A Close Look at Why We Teach Analysis

Ask any student what analysis is and why we do it, and the responses are pretty telling. I know this because I’ve been doing just that lately. Asking kids.

Kids seem to think that analysis is just a school thing that we have to be able to do on the state testing, but outside of school, it’s not important. My conversations with kids have been makeing me wonder. We complain that kids don’t see value in the state testing, but do we take the time to communicate what analysis is, why it’s important, and what can be analyzed?

I think these are questions we need to ask ourselves and get state testing out of the forefront. State testing is a reality, and sadly is used to determine teacher effectiveness, but it should not be the primary reason we approach this work with kids.

I do not believe analysis is something we hurry up and teach kids before a test. In my mind, it’s a spiraling concept that helps us to understand something deeply. It takes us from getting the gist of something to breaking it down and looking at all the pieces to see how all of the moving parts create a new and deeper understanding.

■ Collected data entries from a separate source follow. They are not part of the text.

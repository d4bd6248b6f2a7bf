// Observability: tracing setup, stage metrics, and the run's progress log

pub mod logging;
pub mod metrics;
pub mod progress;

pub use logging::init_logging;
pub use progress::ProgressLog;
use crate::error::{EtlError, Result};
use crate::types::EnrichedBankTable;
use rusqlite::{params, Connection};
use tracing::{info, instrument};

/// Quotes an SQLite identifier.
pub fn quote_ident(name: &str) -> String {
    format!("\"{}\"", name.replace('"', "\"\""))
}

/// Replaces `table_name` with the table's contents: drop, create (`TEXT`
/// name, `REAL` market caps), then insert every row in order. The whole
/// replacement runs in one transaction.
#[instrument(skip(table, conn), fields(rows = table.len()))]
pub fn load_to_db(table: &EnrichedBankTable, conn: &mut Connection, table_name: &str) -> Result<()> {
    let columns = table.columns();
    if columns.len() != 5 {
        return Err(EtlError::Schema(format!(
            "expected 5 columns for the database table, found {}",
            columns.len()
        )));
    }

    let ident = quote_ident(table_name);
    let column_defs = columns
        .iter()
        .enumerate()
        .map(|(i, c)| format!("{} {}", quote_ident(c), if i == 0 { "TEXT" } else { "REAL" }))
        .collect::<Vec<_>>()
        .join(", ");
    let column_list = columns.iter().map(|c| quote_ident(c)).collect::<Vec<_>>().join(", ");

    let tx = conn.transaction()?;
    tx.execute_batch(&format!(
        "DROP TABLE IF EXISTS {ident};\nCREATE TABLE {ident} ({column_defs});"
    ))?;
    {
        let mut stmt = tx.prepare(&format!(
            "INSERT INTO {ident} ({column_list}) VALUES (?1, ?2, ?3, ?4, ?5)"
        ))?;
        for row in table.rows() {
            stmt.execute(params![
                row.name,
                row.market_cap_usd,
                row.market_cap_gbp,
                row.market_cap_eur,
                row.market_cap_inr,
            ])?;
        }
    }
    tx.commit()?;

    info!("Loaded {} rows into {}", table.len(), table_name);
    Ok(())
}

That was pretty heavy! But think about it…anything could be analyzed and it’s all around us.

When people talk on social media or in the faculty room about the current season of say Game of Thrones. They are breaking it down and coming to new and deeper understandings. They talk about how the writers use things like symbolism and foreshadowing that encourages them to go back and re-watch previous seasons for a closer look. That’s analysis.

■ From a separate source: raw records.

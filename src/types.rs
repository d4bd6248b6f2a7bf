use crate::display::{format_float, render_table};
use serde::{Deserialize, Serialize};
use std::fmt;

/// One row of the bank listing as scraped from the page
#[derive(Debug, Clone, PartialEq, Serialize, Deserialize)]
pub struct BankRecord {
    pub name: String,
    pub market_cap_usd: f64,
}

/// A bank row with its market cap converted into GBP, EUR and INR (billions, 2 dp)
#[derive(Debug, Clone, PartialEq, Serialize, Deserialize)]
pub struct EnrichedBankRecord {
    pub name: String,
    pub market_cap_usd: f64,
    pub market_cap_gbp: f64,
    pub market_cap_eur: f64,
    pub market_cap_inr: f64,
}

/// Row shapes that can be rendered and written cell by cell
pub trait TableRow {
    /// Display/serialization form of each cell, in column order
    fn cells(&self) -> Vec<String>;
}

impl TableRow for BankRecord {
    fn cells(&self) -> Vec<String> {
        vec![self.name.clone(), format_float(self.market_cap_usd)]
    }
}

impl TableRow for EnrichedBankRecord {
    fn cells(&self) -> Vec<String> {
        vec![
            self.name.clone(),
            format_float(self.market_cap_usd),
            format_float(self.market_cap_gbp),
            format_float(self.market_cap_eur),
            format_float(self.market_cap_inr),
        ]
    }
}

/// Ordered rows plus their column labels, in page order.
///
/// Each stage consumes a table and produces a new one; rows are never
/// reordered, added or dropped once extracted.
#[derive(Debug, Clone, PartialEq)]
pub struct ResultTable<R> {
    columns: Vec<String>,
    rows: Vec<R>,
}

impl<R> ResultTable<R> {
    pub fn new(columns: Vec<String>, rows: Vec<R>) -> Self {
        Self { columns, rows }
    }

    pub fn columns(&self) -> &[String] {
        &self.columns
    }

    pub fn rows(&self) -> &[R] {
        &self.rows
    }

    pub fn len(&self) -> usize {
        self.rows.len()
    }

    pub fn is_empty(&self) -> bool {
        self.rows.is_empty()
    }

    pub fn into_parts(self) -> (Vec<String>, Vec<R>) {
        (self.columns, self.rows)
    }
}

impl<R: TableRow> fmt::Display for ResultTable<R> {
    fn fmt(&self, f: &mut fmt::Formatter<'_>) -> fmt::Result {
        let cells: Vec<Vec<String>> = self.rows.iter().map(TableRow::cells).collect();
        f.write_str(&render_table(&self.columns, &cells))
    }
}

pub type BankTable = ResultTable<BankRecord>;
pub type EnrichedBankTable = ResultTable<EnrichedBankRecord>;

#[cfg(test)]
mod tests {
    use super::*;

    #[test]
    fn test_enriched_cells_keep_column_order() {
        let row = EnrichedBankRecord {
            name: "Bank A".into(),
            market_cap_usd: 100.0,
            market_cap_gbp: 80.0,
            market_cap_eur: 93.0,
            market_cap_inr: 8295.0,
        };
        assert_eq!(row.cells(), vec!["Bank A", "100.0", "80.0", "93.0", "8295.0"]);
    }

    #[test]
    fn test_display_includes_index_and_headers() {
        let table = BankTable::new(
            vec!["Name".into(), "MC_USD_Billion".into()],
            vec![BankRecord { name: "Bank A".into(), market_cap_usd: 432.92 }],
        );
        let out = table.to_string();
        let lines: Vec<&str> = out.lines().collect();
        assert_eq!(lines.len(), 2);
        assert!(lines[0].contains("Name") && lines[0].contains("MC_USD_Billion"));
        assert!(lines[1].starts_with('0'));
        assert!(lines[1].ends_with("432.92"));
    }
}
use anyhow::Context;
use clap::Parser;
use tracing::{error, info};

use banks_etl::infra::ReqwestHttp;
use banks_etl::observability::init_logging;
use banks_etl::pipeline::{PipelineConfig, PipelineOrchestrator};

#[derive(Parser)]
#[command(name = "banks_etl")]
#[command(about = "Scrape the largest banks by market cap, convert to GBP/EUR/INR, and load to CSV and SQLite")]
#[command(version)]
struct Cli {}

fn main() -> anyhow::Result<()> {
    let _cli = Cli::parse();

    // Held until exit so buffered file logs are flushed
    let _guard = init_logging();

    let http = ReqwestHttp::new().context("Failed to build HTTP client")?;
    let orchestrator = PipelineOrchestrator::new(PipelineConfig::default(), Box::new(http));

    let stdout = std::io::stdout();
    let mut out = stdout.lock();
    match orchestrator.run(&mut out) {
        Ok(report) => {
            info!(
                "ETL run complete: {} rows, {} queries",
                report.rows,
                report.queries.len()
            );
            Ok(())
        }
        Err(e) => {
            error!("ETL run aborted: {}", e);
            Err(e).context("ETL run aborted")
        }
    }
}
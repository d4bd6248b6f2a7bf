use super::pipeline_config::PipelineConfig;
use super::steps::{self, QueryResult};
use crate::app::ports::HttpClientPort;
use crate::constants::{
    MSG_COMPLETE, MSG_CSV_SAVED, MSG_DB_CLOSED, MSG_DB_CONNECTED, MSG_DB_LOADED, MSG_EXTRACTED,
    MSG_PRELIMINARIES, MSG_TRANSFORMED,
};
use crate::error::{EtlError, Stage, StageError};
use crate::observability::{metrics, ProgressLog};
use crate::parser::{RowRule, WikipediaBankRow};
use rusqlite::Connection;
use std::io::Write;
use std::time::Instant;
use tracing::{error, info, info_span};

/// Outcome of a completed run
#[derive(Debug)]
pub struct RunReport {
    pub rows: usize,
    pub queries: Vec<QueryResult>,
}

/// Runs extract, transform, both sinks and the read queries in a fixed order.
///
/// Every stage returns a `Result`; the first failure stops the run, is
/// written to the progress log, and comes back tagged with its [`Stage`].
/// The database connection is released on every path.
pub struct PipelineOrchestrator {
    config: PipelineConfig,
    progress: ProgressLog,
    http: Box<dyn HttpClientPort>,
    rule: Box<dyn RowRule>,
}

impl PipelineOrchestrator {
    pub fn new(config: PipelineConfig, http: Box<dyn HttpClientPort>) -> Self {
        let progress = ProgressLog::new(&config.log_path);
        Self {
            config,
            progress,
            http,
            rule: Box::new(WikipediaBankRow),
        }
    }

    /// Runs the pipeline, printing tables and query results to `out`.
    pub fn run(&self, out: &mut dyn Write) -> Result<RunReport, StageError> {
        let cfg = &self.config;
        self.progress.log_progress(MSG_PRELIMINARIES);

        let attribs: Vec<&str> = cfg.table_attribs.iter().map(String::as_str).collect();
        let extracted = self.stage(Stage::Extract, || {
            let table = steps::extract(&*self.http, &*self.rule, &cfg.url, &attribs)?;
            write!(out, "{}", table)?;
            Ok(table)
        })?;
        metrics::rows_extracted(extracted.len());
        self.progress.log_progress(MSG_EXTRACTED);

        let enriched = self.stage(Stage::Transform, || {
            let table = steps::transform(extracted, &cfg.rates_path)?;
            write!(out, "{}", table)?;
            Ok(table)
        })?;
        self.progress.log_progress(MSG_TRANSFORMED);

        self.stage(Stage::LoadCsv, || steps::load_to_csv(&enriched, &cfg.csv_path))?;
        self.progress.log_progress(MSG_CSV_SAVED);

        // Dropped on any early return below, which closes the connection.
        let mut conn = self.stage(Stage::ConnectDb, || Ok(Connection::open(&cfg.db_path)?))?;
        self.progress.log_progress(MSG_DB_CONNECTED);

        self.stage(Stage::LoadDb, || {
            steps::load_to_db(&enriched, &mut conn, &cfg.table_name)
        })?;
        self.progress.log_progress(MSG_DB_LOADED);

        let mut queries = Vec::with_capacity(cfg.queries.len());
        for query in &cfg.queries {
            let result = self.stage(Stage::Query, || steps::run_query(&mut *out, query, &conn))?;
            metrics::query_rows(result.rows.len());
            queries.push(result);
        }
        self.progress.log_progress(MSG_COMPLETE);

        self.stage(Stage::CloseDb, || {
            conn.close().map_err(|(_, e)| EtlError::Database(e))
        })?;
        self.progress.log_progress(MSG_DB_CLOSED);

        Ok(RunReport {
            rows: enriched.len(),
            queries,
        })
    }

    fn stage<T>(
        &self,
        stage: Stage,
        f: impl FnOnce() -> crate::error::Result<T>,
    ) -> Result<T, StageError> {
        let span = info_span!("stage", stage = %stage);
        let _enter = span.enter();
        let started = Instant::now();

        let outcome = f();
        metrics::stage_duration(stage, started.elapsed().as_secs_f64());

        match outcome {
            Ok(value) => {
                info!("Stage {} finished", stage);
                Ok(value)
            }
            Err(source) => {
                let err = StageError::new(stage, source);
                metrics::stage_failure(stage);
                error!("{}", err);
                self.progress.log_progress(&err.to_string());
                Err(err)
            }
        }
    }
}
// Infrastructure adapters implementing the application ports

pub mod http_client;

pub use http_client::ReqwestHttp;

When all of America was shocked when the Eagles won the Super Bowl, viewers looked back to figure out how the coaching staff’s decisions and the plays that were used brought the underdogs to victory. That’s analysis.

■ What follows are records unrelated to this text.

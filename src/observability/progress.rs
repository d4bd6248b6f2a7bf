use chrono::Local;
use std::fs::OpenOptions;
use std::io::Write;
use std::path::{Path, PathBuf};

/// `2026-Oct-19:14:03:07`
pub const TIMESTAMP_FORMAT: &str = "%Y-%b-%d:%H:%M:%S";

/// Append-only log of the run's lifecycle, one `<timestamp> : <message>` line per event.
#[derive(Debug, Clone)]
pub struct ProgressLog {
    path: PathBuf,
}

impl ProgressLog {
    pub fn new(path: impl Into<PathBuf>) -> Self {
        Self { path: path.into() }
    }

    pub fn path(&self) -> &Path {
        &self.path
    }

    /// Appends one line, creating the file if absent. Failures are reported
    /// through tracing and never returned.
    pub fn log_progress(&self, message: &str) {
        tracing::info!("{}", message);
        if let Err(e) = self.append(message) {
            tracing::warn!(
                "Failed to append to progress log {}: {}",
                self.path.display(),
                e
            );
        }
    }

    fn append(&self, message: &str) -> std::io::Result<()> {
        let timestamp = Local::now().format(TIMESTAMP_FORMAT);
        let mut file = OpenOptions::new()
            .create(true)
            .append(true)
            .open(&self.path)?;
        writeln!(file, "{} : {}", timestamp, message)
    }
}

When we look at our students or even our own children and ask ourselves, why is she behaving this way? What is the root cause? What patterns are we seeing that lead to this behavior or outcome? That’s analysis.

When the latest installment of Star Wars was released in theaters, blogs and articles were immediately shared about how this movie was written and if it lived up to the story originally created by George Lucas.

When I watch reality tv and especially my guilty pleasure, The Real Housewives, which my husband refers to as “The Screaming Show” I immediately go on social media after to see how others have analyzed and interpreted the big dramatic moment and how editing is used to twist and confuse perspectives.

A few things stand out to me in all of my thinking recently about analysis.

  1. Analysis is not easy — It’s is not cut and dry. It can’t be taught in a quick activity or in one essay nor can it be a weekly essay assigned, which is what my own daughter experienced last year. It’s something that should be constantly spiraling in what we do.
  2. Analysis is social — In real life we talk out our thinking whether it be after watching a sporting event, movie, or a decision that was made at work, we often talk about our thinking and dive deeper with people.
  3. Analysis is not about what happened so much as it’s about how and why it did — It’s about looking closely and coming to a new conclusion or a deeper understanding. It’s the act of not accepting something at face value.
  4. Analysis needs to be modeled and modeled and modeled some more — The more you model, the more you put in the work, because it is work, the more you will see how you can scaffold the work for kids and determine what they need and next steps. Kids also need to see that it is a struggle for you too. Analysis doesn’t just magically happen. It takes time and a lot of thinking!
  5. There is not one answer when it comes to analysis — What I love so much that continues to prove why it is a social act is how much I learn and notice when hearing other perspectives. On more than one occasion I have been blown away by what others notice that I did not see myself. Just last week Mrs. Barats’s fourth grade class at Rush noticed how a text we were looking closely at was structured. My mind was blown. It was a brilliant way to look at what the text was really about that I did not see myself!

I will be sharing some work I’ve been doing recently with teachers around analysis and look forward to learning from my own work as well as the work of some really awesome students and teachers! But if you have not taken the time to really look at why analysis is important aside from state testing, I encourage you to analyze the way you go about this work with kids and how your work does or does not grow deep thinkers who have solid understandings…because, in my honest opinion, that is what is most important.